Why don’t non-square matrices have determinants? The determinant is just the matrix’s scale factor (i.e. the “size” of the linear transformation), and I don’t see why a rectangular matrix wouldn’t have one.

My answer to a question in Quora: Why don’t non-square matrices have determinants? The determinant is just the matrix’s scale factor (i.e. the “size” of the linear transformation), and I don’t see why a rectangular matrix wouldn’t have one.

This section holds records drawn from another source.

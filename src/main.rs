use clientvault::core::app::{build_router, AppServices};
use clientvault::core::config::Config;
use clientvault::core::database;
use clientvault::features::auth::{AccessPolicy, JwtValidator};
use clientvault::features::clients::{ClientService, PgClientRepository};
use clientvault::features::files::{FileService, PgFileRepository};
use clientvault::modules::storage::LocalDiskStorage;
use std::sync::Arc;
use tracing_subscriber::{layer::SubscriberExt, util::SubscriberInitExt};

fn main() -> anyhow::Result<()> {
    // Build Tokio runtime with configurable worker threads
    let worker_threads = std::env::var("TOKIO_WORKER_THREADS")
        .ok()
        .and_then(|s| s.parse().ok())
        .unwrap_or_else(|| {
            std::thread::available_parallelism()
                .map(|p| p.get())
                .unwrap_or(4)
        });

    let runtime = tokio::runtime::Builder::new_multi_thread()
        .worker_threads(worker_threads)
        .max_blocking_threads(worker_threads * 4)
        .enable_all()
        .build()?;

    runtime.block_on(async_main(worker_threads))
}

async fn async_main(worker_threads: usize) -> anyhow::Result<()> {
    // Load .env file BEFORE initializing logger so RUST_LOG is available
    let _ = dotenvy::dotenv();

    tracing_subscriber::registry()
        .with(
            tracing_subscriber::EnvFilter::try_from_default_env().unwrap_or_else(|_| "info".into()),
        )
        .with(tracing_subscriber::fmt::layer())
        .init();

    let config = Config::from_env().map_err(|e| anyhow::anyhow!(e))?;
    tracing::info!(
        "Configuration loaded: tokio_worker_threads={}, pid={}",
        worker_threads,
        std::process::id()
    );

    let pool = database::create_pool(&config.database).await?;
    tracing::info!("Database connection pool created");

    tracing::info!("Running database migrations...");
    sqlx::migrate!("./migrations")
        .run(&pool)
        .await
        .map_err(|e| anyhow::anyhow!("Migration failed: {}", e))?;
    tracing::info!("Database migrations completed successfully");

    let jwt_validator = Arc::new(JwtValidator::new(
        &config.auth.jwt_secret,
        config.auth.jwt_leeway,
    ));
    let policy = Arc::new(AccessPolicy::new(config.auth.privileged_roles.clone()));
    tracing::info!(
        "Auth initialized, privileged roles: {}",
        config.auth.privileged_roles.join(", ")
    );

    let storage = Arc::new(LocalDiskStorage::new(&config.storage));
    storage
        .ensure_root_exists()
        .await
        .map_err(|e| anyhow::anyhow!("Failed to prepare upload directory: {}", e))?;
    tracing::info!("Upload directory ready: {}", storage.root().display());

    let client_service = Arc::new(ClientService::new(
        Arc::new(PgClientRepository::new(pool.clone())),
        Arc::clone(&policy),
    ));
    let file_service = Arc::new(FileService::new(
        Arc::new(PgFileRepository::new(pool.clone())),
        Arc::clone(&storage),
        Arc::clone(&policy),
        config.storage.max_upload_size,
    ));
    tracing::info!("Client and file services initialized");

    let app = build_router(
        AppServices {
            jwt_validator,
            policy,
            client_service,
            file_service,
        },
        config.app.cors_allowed_origins.clone(),
        &config.swagger,
    );

    let addr = config.app.server_address();
    let socket_addr: std::net::SocketAddr = addr
        .parse()
        .map_err(|e| anyhow::anyhow!("Invalid address: {}", e))?;

    let socket = socket2::Socket::new(
        socket2::Domain::for_address(socket_addr),
        socket2::Type::STREAM,
        Some(socket2::Protocol::TCP),
    )?;

    socket.set_reuse_address(true)?;
    socket.set_nodelay(true)?;

    let keepalive = socket2::TcpKeepalive::new().with_time(std::time::Duration::from_secs(60));
    socket.set_tcp_keepalive(&keepalive)?;

    socket.set_nonblocking(true)?;
    socket.bind(&socket_addr.into())?;
    socket.listen(1024)?;

    let listener = tokio::net::TcpListener::from_std(socket.into())?;
    tracing::info!("Server listening on http://{}", addr);
    tracing::info!("Swagger UI available at http://{}/swagger-ui/", addr);

    axum::serve(listener, app).await?;

    Ok(())
}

What follows is an answer that I would give to my students, if they asked it in the lecture. When you wish to generalise determinants to non-square matrices, but preserve their interpretation as “scale factors”, you have to preserve the multiplicativity of determinants: scale factors of consecutively executed transformations should multiply — otherwise why call them scale factors? Hence you perhaps wish to have, for this “extended” determinant, the property

\(\det AB = \det A \cdot \det B\) whenever the product \(AB\) exists.

Perhaps you would also wish this “new extended” determinant to coincide with the traditional determinant when applied to square matrices.

Alas, this is impossible: take

\(A = \begin{pmatrix} 1 & 1 \end{pmatrix} \)

and

\(B = \begin{pmatrix} 1 \\ 1 \end{pmatrix} \)

then

\(AB = \begin{pmatrix} 2\end{pmatrix} \)

and

\(BA = \begin{pmatrix} 1 &1 \\ 1&1 \end{pmatrix} \)

therefore

\(\det A \cdot \det B = \det AB = \det(2) = 2 \)

and

\(\det B \cdot \det A = \det BA = \det\begin{pmatrix} 1 &1 \\ 1&1 \end{pmatrix} = 0, \)

hence

\(\det A \cdot \det B \ne \det B \cdot \det A\)

—an obvious contradiction.